=== Exercise description ===
The entries below contain a line with "the field list." and a line with "Plain comma list". Retype exactly everything from the first down to the second, both included, and nothing else.

=== Available data ===
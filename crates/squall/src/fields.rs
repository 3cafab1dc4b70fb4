//! Column lists with optional `DISTINCT` subsets.

use crate::dialect::Dialect;
use crate::error::{SqlError, SqlResult};
use crate::render::{SqlRender, display_via_render};

const WILDCARD: &str = "*";

/// An ordered list of column names.
///
/// - no names renders as the empty string (bare positional `INSERT`)
/// - a `*` anywhere collapses the list to `*`
/// - a distinct subset renders as `DISTINCT (<distinct>), <rest>`
///
/// ```
/// use squall::{Fields, SqlRender};
///
/// assert_eq!(Fields::new(["a", "b", "c"])?.render(), "a, b, c");
/// assert_eq!(
///     Fields::new(["a", "b", "c"])?.distinct(["a"])?.render(),
///     "DISTINCT (a), b, c"
/// );
/// # Ok::<(), squall::SqlError>(())
/// ```
#[derive(Debug, Clone, Default, PartialEq, Eq)]
pub struct Fields {
    names: Vec<String>,
    distinct: Vec<String>,
}

impl Fields {
    /// Build a field list. Blank names fail with [`SqlError::InvalidFieldFormat`].
    pub fn new<I, S>(names: I) -> SqlResult<Self>
    where
        I: IntoIterator<Item = S>,
        S: Into<String>,
    {
        let names: Vec<String> = names.into_iter().map(Into::into).collect();
        if let Some(pos) = names.iter().position(|n| n.trim().is_empty()) {
            return Err(SqlError::invalid_field_format(format!(
                "field at position {pos} is blank"
            )));
        }
        let names = if names.iter().any(|n| n == WILDCARD) {
            vec![WILDCARD.to_string()]
        } else {
            names
        };
        Ok(Self {
            names,
            distinct: Vec::new(),
        })
    }

    /// No fields at all.
    pub fn empty() -> Self {
        Self::default()
    }

    /// `*`
    pub fn all() -> Self {
        Self {
            names: vec![WILDCARD.to_string()],
            distinct: Vec::new(),
        }
    }

    /// Mark a subset of the fields as `DISTINCT`.
    pub fn distinct<I, S>(mut self, distinct: I) -> SqlResult<Self>
    where
        I: IntoIterator<Item = S>,
        S: Into<String>,
    {
        self.set_distinct(distinct)?;
        Ok(self)
    }

    /// Replace the distinct subset in place.
    ///
    /// Every distinct name must already be in the field list.
    pub fn set_distinct<I, S>(&mut self, distinct: I) -> SqlResult<()>
    where
        I: IntoIterator<Item = S>,
        S: Into<String>,
    {
        let distinct: Vec<String> = distinct.into_iter().map(Into::into).collect();
        if let Some(unknown) = distinct.iter().find(|d| !self.names.contains(d)) {
            return Err(SqlError::invalid_field_format(format!(
                "distinct field '{unknown}' is not in the field list"
            )));
        }
        self.distinct = distinct;
        Ok(())
    }

    /// Column names in the order given.
    pub fn names(&self) -> &[String] {
        &self.names
    }

    /// Number of listed columns; `*` counts as one.
    pub fn len(&self) -> usize {
        self.names.len()
    }

    /// True when no column was given.
    pub fn is_empty(&self) -> bool {
        self.names.is_empty()
    }

    /// True for the single `*` list.
    pub fn is_wildcard(&self) -> bool {
        self.names.len() == 1 && self.names[0] == WILDCARD
    }

    /// Whether the list names explicit columns (not empty, not `*`).
    pub(crate) fn is_explicit(&self) -> bool {
        !self.is_empty() && !self.is_wildcard()
    }

    /// Plain comma list of the names, ignoring `DISTINCT`.
    pub(crate) fn plain(&self) -> String {
        self.names.join(", ")
    }
}

impl SqlRender for Fields {
    fn render_with(&self, _dialect: &dyn Dialect) -> String {
        if self.distinct.is_empty() {
            return self.plain();
        }
        let rest: Vec<&str> = self
            .names
            .iter()
            .filter(|n| !self.distinct.contains(n))
            .map(String::as_str)
            .collect();
        if rest.is_empty() {
            format!("DISTINCT ({})", self.plain())
        } else {
            format!("DISTINCT ({}), {}", self.distinct.join(", "), rest.join(", "))
        }
    }
}

display_via_render!(Fields);

#[cfg(test)]
mod tests {
    use super::*;

    #[test]
    fn plain_list() {
        let f = Fields::new(["a", "b", "c"]).unwrap();
        assert_eq!(f.render(), "a, b, c");
    }

    #[test]
    fn empty_list_renders_empty() {
        assert_eq!(Fields::empty().render(), "");
        assert_eq!(Fields::new(Vec::<String>::new()).unwrap().render(), "");
    }

    #[test]
    fn wildcard_collapses() {
        let f = Fields::new(["a", "*", "c"]).unwrap();
        assert!(f.is_wildcard());
        assert_eq!(f.render(), "*");
    }

    #[test]
    fn distinct_subset_and_all() {
        let mut f = Fields::new(["a", "b", "c"]).unwrap().distinct(["a"]).unwrap();
        assert_eq!(f.render(), "DISTINCT (a), b, c");
        f.set_distinct(["a", "b", "c"]).unwrap();
        assert_eq!(f.render(), "DISTINCT (a, b, c)");
    }

    #[test]
    fn rendering_is_idempotent() {
        let f = Fields::new(["x", "y"]).unwrap().distinct(["y"]).unwrap();
        assert_eq!(f.render(), f.render());
    }

    #[test]
    fn invalid_inputs() {
        assert!(matches!(
            Fields::new(["a", " "]),
            Err(SqlError::InvalidFieldFormat(_))
        ));
        let f = Fields::new(["a"]).unwrap();
        assert!(matches!(
            f.distinct(["z"]),
            Err(SqlError::InvalidFieldFormat(_))
        ));
    }
}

=== Result of this exercise ===
    /// Every distinct name must already be in the field list.
    pub fn set_distinct<I, S>(&mut self, distinct: I) -> SqlResult<()>
    where
        I: IntoIterator<Item = S>,
        S: Into<String>,
    {
        let distinct: Vec<String> = distinct.into_iter().map(Into::into).collect();
        if let Some(unknown) = distinct.iter().find(|d| !self.names.contains(d)) {
            return Err(SqlError::invalid_field_format(format!(
                "distinct field '{unknown}' is not in the field list"
            )));
        }
        self.distinct = distinct;
        Ok(())
    }

    /// Column names in the order given.
    pub fn names(&self) -> &[String] {
        &self.names
    }

    /// Number of listed columns; `*` counts as one.
    pub fn len(&self) -> usize {
        self.names.len()
    }

    /// True when no column was given.
    pub fn is_empty(&self) -> bool {
        self.names.is_empty()
    }

    /// True for the single `*` list.
    pub fn is_wildcard(&self) -> bool {
        self.names.len() == 1 && self.names[0] == WILDCARD
    }

    /// Whether the list names explicit columns (not empty, not `*`).
    pub(crate) fn is_explicit(&self) -> bool {
        !self.is_empty() && !self.is_wildcard()
    }

    /// Plain comma list of the names, ignoring `DISTINCT`.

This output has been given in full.